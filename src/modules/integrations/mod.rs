pub mod mindicador;
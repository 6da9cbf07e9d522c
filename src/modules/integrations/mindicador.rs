//! mindicador.cl client for the observed USD/CLP rate

use async_trait::async_trait;
use reqwest::Url;
use serde_json::Value;

use crate::domain::{DomainError, ExchangeRateClient};
use crate::infrastructure::config::DEFAULT_MINDICADOR_BASE_URL;

pub struct MindicadorClient {
    client: reqwest::Client,
    base_url: String,
}

impl MindicadorClient {
    pub fn new(base_url: impl Into<String>) -> Self {
        Self {
            client: reqwest::Client::new(),
            base_url: base_url.into(),
        }
    }

    /// `<base>/dolar/<token>`, with the token kept as one encoded segment
    fn dolar_url(&self, date_token: &str) -> Result<Url, DomainError> {
        let mut url = Url::parse(&self.base_url)
            .map_err(|e| DomainError::RateUnavailable(format!("Invalid base URL: {}", e)))?;

        url.path_segments_mut()
            .map_err(|_| {
                DomainError::RateUnavailable(format!("Base URL cannot have a path: {}", self.base_url))
            })?
            .pop_if_empty()
            .push("dolar")
            .push(date_token);

        Ok(url)
    }
}

impl Default for MindicadorClient {
    fn default() -> Self {
        Self::new(DEFAULT_MINDICADOR_BASE_URL)
    }
}

#[async_trait]
impl ExchangeRateClient for MindicadorClient {
    async fn dolar(&self, date_token: &str) -> Result<Value, DomainError> {
        let url = self.dolar_url(date_token)?;
        tracing::debug!("Fetching dolar rate from {}", url);

        let resp = self
            .client
            .get(url)
            .send()
            .await
            .map_err(|e| DomainError::RateUnavailable(e.to_string()))?;

        let status = resp.status();
        if !status.is_success() {
            return Err(DomainError::RateUnavailable(format!(
                "Request failed with status code {}",
                status.as_u16()
            )));
        }

        resp.json::<Value>()
            .await
            .map_err(|e| DomainError::RateUnavailable(format!("Failed to parse JSON: {}", e)))
    }
}

#[cfg(test)]
mod tests {
    use super::*;
    use serde_json::json;
    use wiremock::matchers::{method, path};
    use wiremock::{Mock, MockServer, ResponseTemplate};

    async fn mock_mindicador() -> MockServer {
        let server = MockServer::start().await;

        Mock::given(method("GET"))
            .and(path("/dolar/01-01-2023"))
            .respond_with(ResponseTemplate::new(200).set_body_json(json!({
                "version": "1.6.0",
                "autor": "mindicador.cl",
                "codigo": "dolar",
                "nombre": "Dólar observado",
                "unidad_medida": "Pesos",
                "serie": [{ "fecha": "2023-01-01T03:00:00.000Z", "valor": 855.86 }]
            })))
            .mount(&server)
            .await;

        Mock::given(method("GET"))
            .and(path("/dolar/error"))
            .respond_with(ResponseTemplate::new(500))
            .mount(&server)
            .await;

        Mock::given(method("GET"))
            .and(path("/dolar/not-found"))
            .respond_with(ResponseTemplate::new(404))
            .mount(&server)
            .await;

        Mock::given(method("GET"))
            .and(path("/dolar/garbage"))
            .respond_with(ResponseTemplate::new(200).set_body_string("<html>"))
            .mount(&server)
            .await;

        server
    }

    #[test]
    fn test_dolar_url_template() {
        let client = MindicadorClient::default();
        assert_eq!(
            client.dolar_url("01-01-2023").unwrap().as_str(),
            "https://mindicador.cl/api/dolar/01-01-2023"
        );
    }

    #[test]
    fn test_dolar_url_encodes_separators() {
        let client = MindicadorClient::default();
        let url = client.dolar_url("../uf?x=1#frag").unwrap();

        assert_eq!(url.path(), "/api/dolar/..%2Fuf%3Fx=1%23frag");
        assert!(url.query().is_none());
        assert!(url.fragment().is_none());
    }

    #[test]
    fn test_dolar_url_rejects_bad_base() {
        let client = MindicadorClient::new("not a url");
        assert!(matches!(
            client.dolar_url("01-01-2023"),
            Err(DomainError::RateUnavailable(_))
        ));
    }

    #[tokio::test]
    async fn test_dolar_token_cannot_leave_dolar_path() {
        let server = MockServer::start().await;
        Mock::given(method("GET"))
            .and(path("/uf"))
            .respond_with(ResponseTemplate::new(200).set_body_json(json!({ "codigo": "uf" })))
            .mount(&server)
            .await;
        let client = MindicadorClient::new(server.uri());

        let result = client.dolar("../uf").await;
        assert!(matches!(result, Err(DomainError::RateUnavailable(_))));

        let requests = server.received_requests().await.unwrap();
        assert_eq!(requests.len(), 1);
        assert!(requests[0].url.path().starts_with("/dolar/"));
    }

    #[tokio::test]
    async fn test_dolar_passes_payload_through() {
        let server = mock_mindicador().await;
        let client = MindicadorClient::new(server.uri());

        let doc = client.dolar("01-01-2023").await.expect("lookup failed");
        assert_eq!(doc["serie"][0]["valor"], json!(855.86));
        assert_eq!(doc["codigo"], "dolar");
    }

    #[tokio::test]
    async fn test_dolar_server_error() {
        let server = mock_mindicador().await;
        let client = MindicadorClient::new(server.uri());

        let err = client.dolar("error").await.unwrap_err();
        assert!(err.to_string().contains("Error al obtener el dólar"));
        assert!(err.to_string().contains("500"));
    }

    #[tokio::test]
    async fn test_dolar_not_found() {
        let server = mock_mindicador().await;
        let client = MindicadorClient::new(server.uri());

        let err = client.dolar("not-found").await.unwrap_err();
        assert!(matches!(err, DomainError::RateUnavailable(ref msg) if msg.contains("404")));
    }

    #[tokio::test]
    async fn test_dolar_invalid_body() {
        let server = mock_mindicador().await;
        let client = MindicadorClient::new(server.uri());

        let err = client.dolar("garbage").await.unwrap_err();
        assert!(matches!(err, DomainError::RateUnavailable(_)));
    }

    #[tokio::test]
    async fn test_dolar_transport_failure() {
        // Nothing listens on port 9 locally
        let client = MindicadorClient::new("http://127.0.0.1:9");

        let err = client.dolar("01-01-2023").await.unwrap_err();
        assert!(err.to_string().starts_with("Error al obtener el dólar: "));
    }
}
//! External integrations

pub mod integrations;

PROBLEM TO SOLVE :: Set down each line of the material verbatim, from the first line through the line that contains "url.path_segments_mut()".

WRITTEN SOLUTION ::
filename src/modules/integrations/mod.rs
pub mod mindicador;
repository 6da9cbf07e9d522c
filename src/modules/integrations/mindicador.rs
//! mindicador.cl client for the observed USD/CLP rate

use async_trait::async_trait;
use reqwest::Url;
use serde_json::Value;

use crate::domain::{DomainError, ExchangeRateClient};
use crate::infrastructure::config::DEFAULT_MINDICADOR_BASE_URL;

pub struct MindicadorClient {
    client: reqwest::Client,
    base_url: String,
}

impl MindicadorClient {
    pub fn new(base_url: impl Into<String>) -> Self {
        Self {
            client: reqwest::Client::new(),
            base_url: base_url.into(),
        }
    }

    /// `<base>/dolar/<token>`, with the token kept as one encoded segment
    fn dolar_url(&self, date_token: &str) -> Result<Url, DomainError> {
        let mut url = Url::parse(&self.base_url)
            .map_err(|e| DomainError::RateUnavailable(format!("Invalid base URL: {}", e)))?;

        url.path_segments_mut()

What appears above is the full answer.